Tausende Kurden flüchten vor dem Terror des IS in die Türkei. Wie ergeht es diesen Flüchtlingen? Fühlen sie sich in der Türkei sicher?

Zunächst erschwert die Türkei den Zivilisten und den kämpfenden Truppen in und um die belagerte Stadt Kobane das Leben, indem sie Hilfe von Kurden aus der Türkei verhindert. Die Flüchtlinge wiederum finden hauptsächlich Schutz bei ihren Landsleuten in der Türkei. Doch diese Menschen sind arm und können nicht unendlich viele Flüchtlinge aufnehmen. Die Türkei hat zwar die Grenzen für die Flüchtlinge geöffnet, aber ich kann nicht von grosser Hilfe sprechen. Es gibt kaum Unterkünfte. Es wird nicht ausreichend humanitäre Hilfe geleistet.

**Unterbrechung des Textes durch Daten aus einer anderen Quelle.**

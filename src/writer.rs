use serde::Serialize;
use std::fs::File;
use std::io::{BufWriter, Write};
use std::path::{Path, PathBuf};

use crate::csv_reader::MAX_FEATURES;
use crate::error::{PrepError, Result};
use crate::model::cloud::PointCloud;

pub const POINTS_EXTENSION: &str = "txt";
pub const LABELS_EXTENSION: &str = "labels";
pub const MANIFEST_NAME: &str = "preprocess_manifest.json";

/// Where one processed point cloud and its labels are written.
#[derive(Clone, Debug, PartialEq, Eq, Serialize)]
pub struct OutputPaths {
	pub points: PathBuf,
	pub labels: PathBuf,
}

impl OutputPaths {
	/// `<stem>.txt` for a whole file, `<stem>_part_<n>.txt` for a part of a
	/// split one. The labels file differs only in its extension.
	pub fn new(dir: &Path, stem: &str, part: Option<usize>) -> OutputPaths {
		let name = match part {
			Some(index) => format!("{}_part_{}", stem, index),
			None => stem.to_string(),
		};
		OutputPaths {
			points: dir.join(format!("{}.{}", name, POINTS_EXTENSION)),
			labels: dir.join(format!("{}.{}", name, LABELS_EXTENSION)),
		}
	}
}

fn create(path: &Path) -> Result<BufWriter<File>> {
	let file = File::create(path).map_err(|e| PrepError::io(path, e))?;
	Ok(BufWriter::new(file))
}

/// One output row: `%.3f %.3f %.3f %i %i %i %i`.
///
/// Features are truncated toward zero and missing ones are written as 0.
pub fn write_point_row<W: Write>(out: &mut W, cloud: &PointCloud, index: usize) -> std::io::Result<()> {
	let [x, y, z] = cloud.point(index).to_array();
	write!(out, "{:.3} {:.3} {:.3}", x, y, z)?;

	let features = cloud.features(index);
	for column in 0..MAX_FEATURES {
		let value = features.get(column).copied().unwrap_or(0.0);
		write!(out, " {}", value as i64)?;
	}
	writeln!(out)
}

fn write_points(cloud: &PointCloud, path: &Path) -> Result<()> {
	let mut out = create(path)?;
	for i in 0..cloud.len() {
		write_point_row(&mut out, cloud, i).map_err(|e| PrepError::io(path, e))?;
	}
	out.flush().map_err(|e| PrepError::io(path, e))
}

fn write_labels(cloud: &PointCloud, path: &Path) -> Result<()> {
	let mut out = create(path)?;
	for label in cloud.labels() {
		writeln!(out, "{}", label).map_err(|e| PrepError::io(path, e))?;
	}
	out.flush().map_err(|e| PrepError::io(path, e))
}

/// Writes the point file and the row-aligned label file.
pub fn write_cloud(cloud: &PointCloud, paths: &OutputPaths) -> Result<()> {
	write_points(cloud, &paths.points)?;
	write_labels(cloud, &paths.labels)
}

pub fn write_json<T: Serialize>(value: &T, path: &Path) -> Result<()> {
	let mut out = create(path)?;
	serde_json::to_writer_pretty(&mut out, value).map_err(|e| PrepError::json(path, e))?;
	out.flush().map_err(|e| PrepError::io(path, e))
}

Wie wird sich die Lage an der syrisch-türkischen Grenze weiterentwickeln?

Man muss unterscheiden: Die Situation im Nordirak ist eine ganz andere als in Syrien. Im Nordirak besteht eine kurdische Selbstverwaltung unter einer demokratischen Regierung. Die Kurden dort können sich durch Einnahmen aus dem Ölgeschäft ernähren und werden aus dem Ausland unterstützt. Die autonome Kurdenregion im Nordirak wird ihren Weg in die Unabhängigkeit gehen.

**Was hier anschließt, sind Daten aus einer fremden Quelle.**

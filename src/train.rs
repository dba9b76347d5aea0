

// imports
use crate::config::JsonTrain;
use crate::corpus::CorpusReader;
use crate::translation::TranslationTable;

use std::collections::HashMap;
use std::error::Error;
use std::time::Instant;


pub struct Train {
    table: TranslationTable,
}

impl Train {

    // the IBM model 1 EM engine. Every epoch reads the corpus twice: a
    // first traversal sums the normalization denominator of every source
    // word, a second traversal distributes fractional counts against the
    // completed denominators, and the maximization step rewrites the
    // translation table from the counts. The table carries over between
    // epochs, the accumulators never do.

    fn new(reader: &CorpusReader) -> Train {

        // every source word starts from the same uniform probability over
        // the target vocabulary, so the first expectation step is well
        // defined for every pair that occurs
        Train {
            table: TranslationTable::new(reader.target_words().len()),
        }
    }

    pub fn get_table(&self) -> &TranslationTable {
        return &self.table;
    }

    fn encode(sentence: &[String], words: &HashMap<String, usize>) -> Vec<usize> {

        // both vocabularies were indexed from the same bounded stream that
        // is traversed here, so lookups cannot miss. unknown tokens are
        // skipped all the same.
        sentence.iter().filter_map(|tok| words.get(tok).copied()).collect()
    }

    fn expectation(&self, reader: &CorpusReader) -> (HashMap<(usize, usize), f64>, HashMap<usize, f64>) {

        // pass 1: accumulate the per source word denominator over the full
        // sentence cross product, with repetition. a word repeated k times
        // in a sentence contributes k times.
        let mut total_source: HashMap<usize, f64> = HashMap::new();
        for (source_sentence, target_sentence) in reader.pairs() {

            let source_ids = Train::encode(source_sentence, reader.source_words());
            let target_ids = Train::encode(target_sentence, reader.target_words());

            for e in &source_ids {
                for c in &target_ids {
                    let val = total_source.entry(*e).or_insert(0.0);
                    *val += self.table.get(*e, *c);
                }
            }
        }

        // pass 2: re-iterate the same corpus and distribute each pair's
        // probability as fractional counts. the denominators must be
        // complete before any share is computed, hence the second traversal.
        let mut count: HashMap<(usize, usize), f64> = HashMap::new();
        let mut total: HashMap<usize, f64> = HashMap::new();
        for (source_sentence, target_sentence) in reader.pairs() {

            let source_ids = Train::encode(source_sentence, reader.source_words());
            let target_ids = Train::encode(target_sentence, reader.target_words());

            for e in &source_ids {

                // a denominator of zero means the whole row underflowed,
                // there is no mass left to distribute for this word
                let denominator = match total_source.get(e) {
                    Some(d) if *d > 0.0 => *d,
                    _ => continue,
                };

                for c in &target_ids {
                    let share = self.table.get(*e, *c) / denominator;
                    let val = count.entry((*e, *c)).or_insert(0.0);
                    *val += share;
                    let val = total.entry(*c).or_insert(0.0);
                    *val += share;
                }
            }
        }

        (count, total)
    }

    fn maximization(&mut self, count: &HashMap<(usize, usize), f64>, total: &HashMap<usize, f64>) -> usize {

        // every counted pair becomes the fraction of its target word's mass
        // that the source word accounts for. a zero target total cannot
        // happen for a pair that was actually counted, degenerate inputs
        // keep their prior value instead of dividing by zero.
        let mut updated = 0;
        for ((e, c), pair_count) in count {
            match total.get(c) {
                Some(total_c) if *total_c > 0.0 => {
                    self.table.set(*e, *c, pair_count / total_c);
                    updated += 1;
                }
                _ => continue,
            }
        }
        updated
    }

    fn iterate(&mut self, reader: &CorpusReader, train_params: &JsonTrain) {

        for epoch in 0..train_params.num_iterations {

            let timer = Instant::now();

            // the accumulators live for exactly one epoch
            let (count, total) = self.expectation(reader);
            let updated = self.maximization(&count, &total);

            if train_params.progress_verbose {
                println!("finished epoch {}, updated {} pairs, took: {} seconds...", epoch, updated, timer.elapsed().as_secs());
            }
        }
    }

    pub fn run(reader: &CorpusReader, train_params: &JsonTrain) -> Result<Train, Box<dyn Error>> {

        let mut trainer = Train::new(reader);
        trainer.iterate(reader, train_params);
        Ok(trainer)
    }

}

Das Problem in Syrien ist deutlich komplexer. Wir sprechen hier von 2,5 bis 3 Millionen Kurden, von denen viele geflüchtet sind. Wir haben in Damaskus einen Diktator, mit dem man keine gemeinsame Sache machen kann. Die Opposition ist zerstritten. Es gibt einerseits die Islamisten, die eine grosse Gefahr für die westliche Welt darstellen und andererseits als vierte oder fünfte Kraft die Kurden, die lange alleine gelassen wurden. Insgesamt also keine guten Zukunftsaussichten. Ich hoffe, dass die Vereinten Nationen eine Syrien-Konferenz einberufen, bei der die Kurden als eine Partei am Tisch sitzen und zumindest ihre kulturellen Rechte bekommen.